8-Bit Project Beginnings

8-Bit Project Beginnings 0

The end goal for this blog is to document my journey to becoming an Autodesk Maya artist. I’m doing whatever I can to get to that goal by learning from my own personal projects and sharing my progress with you here.

I have some self-doubts as I continue to write, but I believe we all have to go through our own creative struggles to get to where we need to be. I just happen to be sharing those struggles in the hope that it helps others become better Autodesk Maya artists too.


A few years ago, when I was looking for inspirational audio during my schooling, I came across a really great sounding 8-bit song Most awesome 8-bit song ever3 as I was listening to different versions of converted 8-bit pop culture songs. It gave me ideas to create a project with an 8-bit theme, and years later, this is where my focus is beginning.

When I first heard the audio I didn’t know how to download it from a YouTube video. If you don’t know, as I didn’t back then, the way I downloaded it onto my computer was to use the web browser Mozilla Firefox’s add-on feature that extends the browsers capabilities. Here’s an example video on how to do that: Download Free Music And Videos On Youtube Using Mozilla Firefox. In Autodesk Maya, you will need to download a .wav file format as your audio.
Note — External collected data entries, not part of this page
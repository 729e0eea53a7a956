//! Report command handler
//!
//! Opens one session, writes the selector if one was given, and copies the
//! report to the output.

use anyhow::{Context, Result};
use std::io::Write;
use structinfo::{Inspector, ProcessDirectory, REPORT_CAPACITY};

/// Print the report for `selector` (or for the current selector when `None`)
pub fn report<D, W>(inspector: &Inspector<D>, selector: Option<&str>, out: &mut W) -> Result<()>
where
    D: ProcessDirectory,
    W: Write,
{
    let mut session = inspector.open();

    if let Some(selector) = selector {
        session
            .write(selector.as_bytes())
            .with_context(|| format!("Failed to select \"{selector}\""))?;
    }

    session
        .read_to(REPORT_CAPACITY, out)
        .context("Failed to read report")?;
    session.close();

    out.flush().context("Failed to flush output")?;
    Ok(())
}
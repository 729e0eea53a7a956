//! Capacity-checked text buffer for a single report.

use crate::{Error, Result};
use std::fmt::{self, Write};

/// Growable report text with a hard byte limit
#[derive(Debug)]
pub struct ReportBuffer {
    text: String,
    capacity: usize,
}

impl ReportBuffer {
    pub fn new(capacity: usize) -> Self {
        Self {
            text: String::new(),
            capacity,
        }
    }

    /// Append formatted text. On overflow nothing is appended.
    pub fn push_fmt(&mut self, args: fmt::Arguments<'_>) -> Result<()> {
        let start = self.text.len();
        // Formatting into a String cannot fail
        let _ = self.text.write_fmt(args);
        self.check(start)
    }

    pub fn push_str(&mut self, s: &str) -> Result<()> {
        let start = self.text.len();
        self.text.push_str(s);
        self.check(start)
    }

    fn check(&mut self, start: usize) -> Result<()> {
        if self.text.len() > self.capacity {
            let needed = self.text.len();
            self.text.truncate(start);
            return Err(Error::BufferOverflow {
                needed,
                capacity: self.capacity,
            });
        }
        Ok(())
    }

    pub fn len(&self) -> usize {
        self.text.len()
    }

    pub fn is_empty(&self) -> bool {
        self.text.is_empty()
    }

    pub fn capacity(&self) -> usize {
        self.capacity
    }

    pub fn as_str(&self) -> &str {
        &self.text
    }

    pub fn into_bytes(self) -> Vec<u8> {
        self.text.into_bytes()
    }
}

#[cfg(test)]
mod tests {
    use super::*;

    #[test]
    fn test_push_within_capacity() {
        let mut buf = ReportBuffer::new(16);
        buf.push_str("0123456789").unwrap();
        buf.push_fmt(format_args!("{:>6}", "ab")).unwrap();
        assert_eq!(buf.len(), 16);
        assert_eq!(buf.as_str(), "0123456789    ab");
    }

    #[test]
    fn test_overflow_leaves_buffer_unchanged() {
        let mut buf = ReportBuffer::new(8);
        buf.push_str("abcd").unwrap();

        let err = buf.push_fmt(format_args!("{}", "efghi")).unwrap_err();
        assert!(matches!(
            err,
            Error::BufferOverflow {
                needed: 9,
                capacity: 8
            }
        ));
        assert_eq!(buf.as_str(), "abcd");
    }

    #[test]
    fn test_empty_buffer() {
        let buf = ReportBuffer::new(4096);
        assert!(buf.is_empty());
        assert_eq!(buf.capacity(), 4096);
        assert!(buf.into_bytes().is_empty());
    }
}
//! Report Generator
//!
//! Resolves the selected process and renders one of the two report views
//! into a buffer capped at [`REPORT_CAPACITY`] bytes.

mod buffer;
mod memory_map;
mod registers;

pub use buffer::ReportBuffer;
pub use memory_map::{
    displayed_permission_bits, write_memory_map, PLAUSIBLE_PROTECTION_LIMIT, TRAILER,
};
pub use registers::write_registers;

use crate::source::ProcessDirectory;
use crate::{Error, Result, Selector, View, DEFAULT_REGION_LIMIT, REPORT_CAPACITY};
use serde::Deserialize;

/// Tunables for report generation
#[derive(Debug, Clone, PartialEq, Eq, Deserialize)]
#[serde(default)]
pub struct Options {
    /// Memory regions listed before the trailer
    pub region_limit: usize,
}

impl Default for Options {
    fn default() -> Self {
        Self {
            region_limit: DEFAULT_REGION_LIMIT,
        }
    }
}

/// Text reported when the selected process does not exist
pub fn missing_process_report(pid: crate::Pid) -> String {
    format!("no such process with pid {pid}\n")
}

/// Generate the report for `selector`.
///
/// A missing process is not an error: the report is the diagnostic line from
/// [`missing_process_report`].
pub fn generate<D>(directory: &D, selector: Selector, options: &Options) -> Result<Vec<u8>>
where
    D: ProcessDirectory + ?Sized,
{
    let mut buf = ReportBuffer::new(REPORT_CAPACITY);

    let task = match directory.lookup(selector.target_pid) {
        Ok(task) => task,
        Err(Error::ProcessNotFound(pid)) => {
            tracing::debug!(pid, "selected process not found");
            buf.push_str(&missing_process_report(pid))?;
            return Ok(buf.into_bytes());
        }
        Err(err) => return Err(err),
    };

    match selector.view() {
        View::RegisterContext => {
            let ctx = task.registers()?;
            write_registers(&mut buf, &ctx)?;
        }
        View::MemoryMap => {
            let listed = write_memory_map(&mut buf, task.regions()?, options.region_limit)?;
            tracing::debug!(pid = task.pid(), listed, "listed memory regions");
        }
    }

    Ok(buf.into_bytes())
}
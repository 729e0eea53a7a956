//! Saved CPU context of a process.

use super::Pid;
use crate::Result;

/// Register fields captured from a stopped thread
#[derive(Debug, Clone, Copy, Default, PartialEq, Eq)]
pub struct RegisterContext {
    pub stack_pointer: u64,
    pub es: u16,
    pub ds: u16,
    pub fs_index: u16,
    pub gs_index: u16,
    pub fs_base: u64,
    pub gs_base: u64,
}

#[cfg(all(target_os = "linux", target_arch = "x86_64"))]
impl From<libc::user_regs_struct> for RegisterContext {
    fn from(regs: libc::user_regs_struct) -> Self {
        // Segment selectors are 16 bits wide; the upper bits are always zero
        Self {
            stack_pointer: regs.rsp,
            es: regs.es as u16,
            ds: regs.ds as u16,
            fs_index: regs.fs as u16,
            gs_index: regs.gs as u16,
            fs_base: regs.fs_base,
            gs_base: regs.gs_base,
        }
    }
}

/// Stop `pid` with ptrace, copy its registers and let it run again
#[cfg(all(target_os = "linux", target_arch = "x86_64"))]
pub(crate) fn capture(pid: Pid) -> Result<RegisterContext> {
    use crate::Error;
    use nix::errno::Errno;
    use nix::sys::ptrace;
    use nix::unistd::Pid as RawPid;

    let inspect = |err: Errno| Error::Inspect {
        pid,
        source: err.into(),
    };

    let target = RawPid::from_raw(pid);
    ptrace::attach(target).map_err(inspect)?;

    let regs = wait_for_stop(target).and_then(|()| ptrace::getregs(target));

    // Detach even when the stop or GETREGS failed
    let detached = ptrace::detach(target, None);

    let regs = regs.map_err(inspect)?;
    detached.map_err(inspect)?;
    tracing::debug!(pid, "captured register context");

    Ok(regs.into())
}

/// Wait for the SIGSTOP raised by the attach. Stops for other signals that
/// arrive first are resumed with the signal injected, so it is still delivered
/// and the SIGSTOP is not left pending past the detach.
#[cfg(all(target_os = "linux", target_arch = "x86_64"))]
fn wait_for_stop(target: nix::unistd::Pid) -> nix::Result<()> {
    use nix::errno::Errno;
    use nix::sys::ptrace;
    use nix::sys::signal::Signal;
    use nix::sys::wait::{waitpid, WaitPidFlag, WaitStatus};

    loop {
        match waitpid(target, Some(WaitPidFlag::__WALL))? {
            WaitStatus::Stopped(_, Signal::SIGSTOP) => return Ok(()),
            WaitStatus::Stopped(_, signal) => {
                tracing::trace!(?signal, "re-injecting signal while attaching");
                ptrace::cont(target, signal)?;
            }
            WaitStatus::Exited(..) | WaitStatus::Signaled(..) => return Err(Errno::ESRCH),
            _ => continue,
        }
    }
}

#[cfg(not(all(target_os = "linux", target_arch = "x86_64")))]
pub(crate) fn capture(_pid: Pid) -> Result<RegisterContext> {
    Err(crate::Error::Unsupported(
        "register capture requires x86-64 Linux",
    ))
}
//! In-memory process directory, for tests and embedders that already hold
//! process state.

use crate::source::{MemoryRegion, Pid, ProcessDirectory, RegisterContext, TaskHandle};
use crate::{Error, Result};
use std::collections::BTreeMap;

/// A process described by plain data
#[derive(Debug, Clone, Default)]
pub struct MockTask {
    pub pid: Pid,
    pub registers: RegisterContext,
    pub regions: Vec<MemoryRegion>,
}

impl MockTask {
    pub fn new(pid: Pid) -> Self {
        Self {
            pid,
            ..Default::default()
        }
    }

    pub fn with_registers(mut self, registers: RegisterContext) -> Self {
        self.registers = registers;
        self
    }

    pub fn with_region(mut self, region: MemoryRegion) -> Self {
        self.regions.push(region);
        self
    }

    /// Add `count` adjacent one-page regions starting at `base`
    pub fn with_page_regions(mut self, base: u64, count: usize) -> Self {
        let page = crate::source::PAGE_SIZE;
        self.regions.extend((0..count as u64).map(|i| {
            MemoryRegion::new(base + i * page, base + (i + 1) * page).with_page_offset(i)
        }));
        self
    }
}

impl TaskHandle for MockTask {
    fn pid(&self) -> Pid {
        self.pid
    }

    fn registers(&self) -> Result<RegisterContext> {
        Ok(self.registers)
    }

    fn regions(&self) -> Result<Box<dyn Iterator<Item = MemoryRegion> + '_>> {
        Ok(Box::new(self.regions.iter().cloned()))
    }
}

/// Process directory over a fixed set of [`MockTask`]s
#[derive(Debug, Clone, Default)]
pub struct MockDirectory {
    tasks: BTreeMap<Pid, MockTask>,
}

impl MockDirectory {
    pub fn new() -> Self {
        Self::default()
    }

    pub fn insert(&mut self, task: MockTask) -> Option<MockTask> {
        self.tasks.insert(task.pid, task)
    }

    pub fn remove(&mut self, pid: Pid) -> Option<MockTask> {
        self.tasks.remove(&pid)
    }
}

impl FromIterator<MockTask> for MockDirectory {
    fn from_iter<T: IntoIterator<Item = MockTask>>(iter: T) -> Self {
        Self {
            tasks: iter.into_iter().map(|t| (t.pid, t)).collect(),
        }
    }
}

impl ProcessDirectory for MockDirectory {
    fn lookup(&self, pid: Pid) -> Result<Box<dyn TaskHandle + '_>> {
        self.tasks
            .get(&pid)
            .map(|task| Box::new(task.clone()) as Box<dyn TaskHandle>)
            .ok_or(Error::ProcessNotFound(pid))
    }
}

#[cfg(test)]
mod tests {
    use super::*;

    #[test]
    fn test_mock_lookup() {
        let directory: MockDirectory = [MockTask::new(1), MockTask::new(42)].into_iter().collect();

        assert_eq!(directory.lookup(42).unwrap().pid(), 42);
        assert!(matches!(directory.lookup(43), Err(Error::ProcessNotFound(43))));
    }

    #[test]
    fn test_mock_regions_in_insertion_order() {
        let task = MockTask::new(5).with_page_regions(0x10000, 3);
        let regions: Vec<_> = task.regions().unwrap().collect();

        assert_eq!(regions.len(), 3);
        assert_eq!(regions[0].start, 0x10000);
        assert_eq!(regions[2].end, 0x13000);
        assert_eq!(regions[2].page_offset, 2);
    }

    #[test]
    fn test_mock_remove() {
        let mut directory = MockDirectory::new();
        directory.insert(MockTask::new(3));
        assert!(directory.remove(3).is_some());
        assert!(directory.lookup(3).is_err());
    }
}
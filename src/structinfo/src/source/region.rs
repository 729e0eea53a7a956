//! Memory Region Types
//!
//! One virtual memory area of a process, with its protection and flags in
//! the kernel's numeric encodings.

/// Page size used to express file offsets in pages
pub const PAGE_SIZE: u64 = 4096;

/// A memory region of the target process
#[derive(Debug, Clone, PartialEq, Eq)]
pub struct MemoryRegion {
    pub start: u64,
    pub end: u64,
    /// Page-table protection bits installed for the region
    pub permission_bits: u64,
    /// `VM_*` flag bitmask
    pub flags: u64,
    /// Offset into the backing file, in pages
    pub page_offset: u64,
}

impl MemoryRegion {
    /// Create a region with no protection, flags or offset
    pub fn new(start: u64, end: u64) -> Self {
        debug_assert!(start <= end);
        Self {
            start,
            end,
            permission_bits: 0,
            flags: 0,
            page_offset: 0,
        }
    }

    pub fn with_permission_bits(mut self, permission_bits: u64) -> Self {
        self.permission_bits = permission_bits;
        self
    }

    pub fn with_flags(mut self, flags: u64) -> Self {
        self.flags = flags;
        self
    }

    pub fn with_page_offset(mut self, page_offset: u64) -> Self {
        self.page_offset = page_offset;
        self
    }
}

/// x86-64 page-table bits
pub mod page_prot {
    pub const PRESENT: u64 = 1 << 0;
    pub const RW: u64 = 1 << 1;
    pub const USER: u64 = 1 << 2;
    pub const ACCESSED: u64 = 1 << 5;
    pub const PROTNONE: u64 = 1 << 8;
    pub const NX: u64 = 1 << 63;

    /// Protection the kernel installs for a mapping with the given
    /// `/proc/<pid>/maps` permission string (`"r-xp"`, `"rw-s"`, ...).
    ///
    /// Private writable mappings are copy-on-write and get no `RW` bit.
    pub fn from_perms(perms: &str) -> u64 {
        let bytes = perms.as_bytes();
        let read = bytes.first() == Some(&b'r');
        let write = bytes.get(1) == Some(&b'w');
        let exec = bytes.get(2) == Some(&b'x');
        let shared = bytes.get(3) == Some(&b's');

        if !read && !write && !exec {
            return PROTNONE | ACCESSED;
        }

        let mut prot = PRESENT | USER | ACCESSED;
        if write && shared {
            prot |= RW;
        }
        if !exec {
            prot |= NX;
        }
        prot
    }
}

/// Kernel `VM_*` flags
pub mod vm_flags {
    pub const READ: u64 = 0x0000_0001;
    pub const WRITE: u64 = 0x0000_0002;
    pub const EXEC: u64 = 0x0000_0004;
    pub const SHARED: u64 = 0x0000_0008;
    pub const MAYREAD: u64 = 0x0000_0010;
    pub const MAYWRITE: u64 = 0x0000_0020;
    pub const MAYEXEC: u64 = 0x0000_0040;
    pub const MAYSHARE: u64 = 0x0000_0080;
    pub const GROWSDOWN: u64 = 0x0000_0100;
    pub const UFFD_MISSING: u64 = 0x0000_0200;
    pub const PFNMAP: u64 = 0x0000_0400;
    pub const UFFD_WP: u64 = 0x0000_1000;
    pub const LOCKED: u64 = 0x0000_2000;
    pub const IO: u64 = 0x0000_4000;
    pub const SEQ_READ: u64 = 0x0000_8000;
    pub const RAND_READ: u64 = 0x0001_0000;
    pub const DONTCOPY: u64 = 0x0002_0000;
    pub const DONTEXPAND: u64 = 0x0004_0000;
    pub const LOCKONFAULT: u64 = 0x0008_0000;
    pub const ACCOUNT: u64 = 0x0010_0000;
    pub const NORESERVE: u64 = 0x0020_0000;
    pub const HUGETLB: u64 = 0x0040_0000;
    pub const SYNC: u64 = 0x0080_0000;
    pub const ARCH_1: u64 = 0x0100_0000;
    pub const WIPEONFORK: u64 = 0x0200_0000;
    pub const DONTDUMP: u64 = 0x0400_0000;
    pub const SOFTDIRTY: u64 = 0x0800_0000;
    pub const MIXEDMAP: u64 = 0x1000_0000;
    pub const HUGEPAGE: u64 = 0x2000_0000;
    pub const NOHUGEPAGE: u64 = 0x4000_0000;
    pub const MERGEABLE: u64 = 0x8000_0000;

    /// Two-letter mnemonics printed on the `VmFlags:` line of smaps
    const MNEMONICS: [(&str, u64); 31] = [
        ("rd", READ),
        ("wr", WRITE),
        ("ex", EXEC),
        ("sh", SHARED),
        ("mr", MAYREAD),
        ("mw", MAYWRITE),
        ("me", MAYEXEC),
        ("ms", MAYSHARE),
        ("gd", GROWSDOWN),
        ("um", UFFD_MISSING),
        ("pf", PFNMAP),
        ("uw", UFFD_WP),
        ("lo", LOCKED),
        ("io", IO),
        ("sr", SEQ_READ),
        ("rr", RAND_READ),
        ("dc", DONTCOPY),
        ("de", DONTEXPAND),
        ("lf", LOCKONFAULT),
        ("ac", ACCOUNT),
        ("nr", NORESERVE),
        ("ht", HUGETLB),
        ("sf", SYNC),
        ("ar", ARCH_1),
        ("wf", WIPEONFORK),
        ("dd", DONTDUMP),
        ("sd", SOFTDIRTY),
        ("mm", MIXEDMAP),
        ("hg", HUGEPAGE),
        ("nh", NOHUGEPAGE),
        ("mg", MERGEABLE),
    ];

    /// Rebuild the bitmask from a `VmFlags:` value such as `"rd ex mr mw me dw"`.
    /// Unknown mnemonics are ignored.
    pub fn from_mnemonics(line: &str) -> u64 {
        line.split_whitespace()
            .filter_map(|m| MNEMONICS.iter().find(|(name, _)| *name == m))
            .fold(0, |flags, (_, bit)| flags | bit)
    }

    /// Best-effort bitmask from a maps permission string when smaps is unavailable
    pub fn from_perms(perms: &str) -> u64 {
        let bytes = perms.as_bytes();
        let mut flags = 0;
        if bytes.first() == Some(&b'r') {
            flags |= READ;
        }
        if bytes.get(1) == Some(&b'w') {
            flags |= WRITE;
        }
        if bytes.get(2) == Some(&b'x') {
            flags |= EXEC;
        }
        if bytes.get(3) == Some(&b's') {
            flags |= SHARED | MAYSHARE;
        }
        flags
    }
}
With the audio now on my desktop, my thoughts for the beginning of the project were to first start animating my website branding logo with the opening beats and tones of the music before working on the core of the animation story. I don’t feel the need to create a storyboard for this introduction section of my project.

Now that I had the first section of what idea I wanted to work on, it was time to import the audio into the Autodesk Maya program which is pretty straight-forward. On Maya’s time slider, set the ticker onto the frame you want to begin your audio and go to File-Import to choose your file and the wav file appears in the timeline. If the audio doesn’t play, make sure your animation settings have a playback of 24fps.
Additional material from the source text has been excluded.